Так просто – ветер пробежал по земле, никого не преследуя. Выходит, он повесил цветы на стан для себя – и говорил для себя, и остался собой. Если так, зачем было вмешиваться в жизнь Цубаки?
– Мне подумалось, – произнесла Мидори, налюбовавшись игрой на сямисэне своего самурая и предлагая ему виноград, – наша судьба обратима, пока мы того хотим. Теряя скромные желания в пекле более сильных привязанностей, мы усиливаем судьбу, заключаем с ней страшный договор. Лучше иметь стену между своей целью и судьбой, тогда наши порывы не станут для нас гибельны. Котаро мог стать такой стеной между Цубаки и ее сокровенной, но столь очевидной целью. А Цубаки могла стать такой стеной для него. Все испортил Кусуноки Иккю и продолжает портить.
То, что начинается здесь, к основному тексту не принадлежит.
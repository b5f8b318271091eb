//! HTTP transport to the CRM's REST API.
//!
//! [`CrmTransport`] is the seam between the sync client and the wire. The
//! production implementation, [`RestCrmTransport`], speaks the Salesforce
//! style REST dialect: OAuth token endpoint, `userinfo` identity check,
//! `sobjects` create/update and `ContentVersion` documents.

use async_trait::async_trait;
use base64::{engine::general_purpose, Engine as _};
use log::debug;
use reqwest::{Client, RequestBuilder, Response};
use secrecy::{ExposeSecret, SecretString};
use serde::{Deserialize, Serialize};
use serde_json::{Map, Value};
use std::time::Duration;

use super::error::{CrmCallError, CrmError, CrmResult};
use super::session::Session;

/// Access token and instance URL returned by a token endpoint.
pub struct TokenGrant {
    pub access_token: SecretString,
    pub instance_url: String,
}

/// A file to attach to a CRM record.
#[derive(Debug, Clone, PartialEq, Eq)]
pub struct DocumentUpload {
    pub record_id: String,
    pub file_name: String,
    pub mime_type: String,
    pub description: String,
    pub bytes: Vec<u8>,
}

/// Raw calls against the CRM.
#[async_trait]
pub trait CrmTransport: Send + Sync {
    /// POSTs a form-encoded grant to the token endpoint.
    async fn request_token(
        &self,
        token_url: &str,
        form: &[(&str, &str)],
    ) -> Result<TokenGrant, CrmCallError>;

    /// Verifies that a freshly issued token is usable.
    async fn identity(
        &self,
        instance_url: &str,
        access_token: &SecretString,
    ) -> Result<(), CrmCallError>;

    /// Creates a record and returns its id.
    async fn create_record(
        &self,
        session: &Session,
        object: &str,
        fields: &Map<String, Value>,
    ) -> Result<String, CrmCallError>;

    /// Updates named fields of an existing record.
    async fn update_record(
        &self,
        session: &Session,
        object: &str,
        record_id: &str,
        fields: &Map<String, Value>,
    ) -> Result<(), CrmCallError>;

    /// Uploads a document linked to a record and returns the document id.
    async fn upload_document(
        &self,
        session: &Session,
        document: &DocumentUpload,
    ) -> Result<String, CrmCallError>;
}

#[derive(Debug, Deserialize)]
struct TokenResponse {
    access_token: String,
    instance_url: String,
}

#[derive(Debug, Deserialize)]
struct OAuthErrorBody {
    error: String,
    #[serde(default)]
    error_description: Option<String>,
}

#[derive(Debug, Deserialize)]
struct ApiErrorBody {
    #[serde(rename = "errorCode")]
    error_code: String,
    message: String,
}

#[derive(Debug, Deserialize)]
struct CreateResponse {
    id: String,
    #[serde(default)]
    success: Option<bool>,
    #[serde(default)]
    errors: Vec<Value>,
}

#[derive(Debug, Serialize)]
struct ContentVersionRequest<'a> {
    #[serde(rename = "Title")]
    title: &'a str,
    #[serde(rename = "PathOnClient")]
    path_on_client: &'a str,
    #[serde(rename = "Description")]
    description: &'a str,
    #[serde(rename = "VersionData")]
    version_data: String,
    #[serde(rename = "FirstPublishLocationId")]
    first_publish_location_id: &'a str,
}

/// `reqwest`-based CRM transport.
pub struct RestCrmTransport {
    client: Client,
    api_version: String,
}

impl RestCrmTransport {
    /// Creates a transport whose requests time out after `timeout`.
    pub fn new(api_version: impl Into<String>, timeout: Duration) -> CrmResult<Self> {
        let client = Client::builder()
            .timeout(timeout)
            .user_agent(concat!("referral-intake/", env!("CARGO_PKG_VERSION")))
            .build()
            .map_err(|e| CrmError::configuration(format!("Failed to create HTTP client: {}", e)))?;

        Ok(Self {
            client,
            api_version: api_version.into(),
        })
    }

    fn sobject_url(&self, session: &Session, object: &str) -> String {
        format!(
            "{}/services/data/{}/sobjects/{}",
            session.instance_url(),
            self.api_version,
            object
        )
    }

    fn authorized(builder: RequestBuilder, token: &SecretString) -> RequestBuilder {
        builder.bearer_auth(token.expose_secret())
    }

    async fn send(builder: RequestBuilder) -> Result<Response, CrmCallError> {
        builder.send().await.map_err(map_reqwest_error)
    }

    /// Turns a non-success response into a call error, reading the CRM's
    /// error body when there is one.
    async fn error_from_response(response: Response) -> CrmCallError {
        let status = response.status().as_u16();
        let body = response.text().await.unwrap_or_default();

        if let Ok(errors) = serde_json::from_str::<Vec<ApiErrorBody>>(&body) {
            if let Some(first) = errors.into_iter().next() {
                return CrmCallError::http(status, Some(first.error_code), first.message);
            }
        }
        if let Ok(oauth) = serde_json::from_str::<OAuthErrorBody>(&body) {
            let message = oauth
                .error_description
                .unwrap_or_else(|| oauth.error.clone());
            return CrmCallError::http(status, Some(oauth.error), message);
        }
        CrmCallError::http(status, None, truncate(&body, 500))
    }
}

#[async_trait]
impl CrmTransport for RestCrmTransport {
    async fn request_token(
        &self,
        token_url: &str,
        form: &[(&str, &str)],
    ) -> Result<TokenGrant, CrmCallError> {
        debug!(target: "referral_intake::crm", "Requesting CRM token from {}", token_url);
        let response = Self::send(self.client.post(token_url).form(form)).await?;
        if !response.status().is_success() {
            return Err(Self::error_from_response(response).await);
        }
        let token: TokenResponse = response.json().await.map_err(map_reqwest_error)?;
        Ok(TokenGrant {
            access_token: SecretString::from(token.access_token),
            instance_url: token.instance_url,
        })
    }

    async fn identity(
        &self,
        instance_url: &str,
        access_token: &SecretString,
    ) -> Result<(), CrmCallError> {
        let url = format!(
            "{}/services/oauth2/userinfo",
            instance_url.trim_end_matches('/')
        );
        let response = Self::send(Self::authorized(self.client.get(&url), access_token)).await?;
        if !response.status().is_success() {
            return Err(Self::error_from_response(response).await);
        }
        Ok(())
    }

    async fn create_record(
        &self,
        session: &Session,
        object: &str,
        fields: &Map<String, Value>,
    ) -> Result<String, CrmCallError> {
        let url = format!("{}/", self.sobject_url(session, object));
        let request = Self::authorized(self.client.post(&url), session.access_token()).json(fields);
        let response = Self::send(request).await?;
        if !response.status().is_success() {
            return Err(Self::error_from_response(response).await);
        }
        let created: CreateResponse = response.json().await.map_err(map_reqwest_error)?;
        if created.success == Some(false) {
            return Err(CrmCallError::transport(format!(
                "create reported failure: {}",
                Value::Array(created.errors)
            )));
        }
        Ok(created.id)
    }

    async fn update_record(
        &self,
        session: &Session,
        object: &str,
        record_id: &str,
        fields: &Map<String, Value>,
    ) -> Result<(), CrmCallError> {
        let url = format!("{}/{}", self.sobject_url(session, object), record_id);
        let request =
            Self::authorized(self.client.patch(&url), session.access_token()).json(fields);
        let response = Self::send(request).await?;
        if !response.status().is_success() {
            return Err(Self::error_from_response(response).await);
        }
        Ok(())
    }

    async fn upload_document(
        &self,
        session: &Session,
        document: &DocumentUpload,
    ) -> Result<String, CrmCallError> {
        let url = format!("{}/", self.sobject_url(session, "ContentVersion"));
        let body = ContentVersionRequest {
            title: &document.file_name,
            path_on_client: &document.file_name,
            description: &document.description,
            version_data: general_purpose::STANDARD.encode(&document.bytes),
            first_publish_location_id: &document.record_id,
        };
        let request = Self::authorized(self.client.post(&url), session.access_token()).json(&body);
        let response = Self::send(request).await?;
        if !response.status().is_success() {
            return Err(Self::error_from_response(response).await);
        }
        let created: CreateResponse = response.json().await.map_err(map_reqwest_error)?;
        Ok(created.id)
    }
}

fn map_reqwest_error(error: reqwest::Error) -> CrmCallError {
    if error.is_timeout() {
        CrmCallError::timeout(error.to_string())
    } else {
        CrmCallError::transport(error.to_string())
    }
}

fn truncate(text: &str, max_chars: usize) -> String {
    if text.chars().count() <= max_chars {
        text.to_string()
    } else {
        let cut: String = text.chars().take(max_chars).collect();
        format!("{}...[truncated]", cut)
    }
}

#[cfg(test)]
mod tests {
    use super::*;

    #[test]
    fn test_truncate() {
        assert_eq!(truncate("short", 10), "short");
        assert_eq!(truncate("abcdef", 3), "abc...[truncated]");
    }

    #[test]
    fn test_api_error_body_parses() {
        let body = r#"[{"message":"Session expired or invalid","errorCode":"INVALID_SESSION_ID"}]"#;
        let parsed: Vec<ApiErrorBody> = serde_json::from_str(body).unwrap();
        assert_eq!(parsed[0].error_code, "INVALID_SESSION_ID");
    }

    #[test]
    fn test_transport_builds() {
        let transport = RestCrmTransport::new("v59.0", Duration::from_secs(5)).unwrap();
        assert_eq!(transport.api_version, "v59.0");
    }
}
Именно чувствуя вину, этот сумасброд решил поставить между своей линией Дзен и Прасковьей-Праджнёй – Святого Тоётоми Котаро с его непреложным статусом и репутацией. Но ты же понимаешь, что Котаро нельзя было так откровенно использовать, будь он хоть трижды его учеником! Бедный Котаро просто не выдержал натиска Кусуноки Иккю и, возможно, погиб…
Мидори отерла платком несколько крупных слез… Чтобы и впрямь не расплакаться, вспоминая Цубаки, она исподволь посмотрела на Мунэхару. Его гнев при упоминании ею имени Котаро охладил бы любые эмоции. Гнев Мунэхару охладил бы все эмоции!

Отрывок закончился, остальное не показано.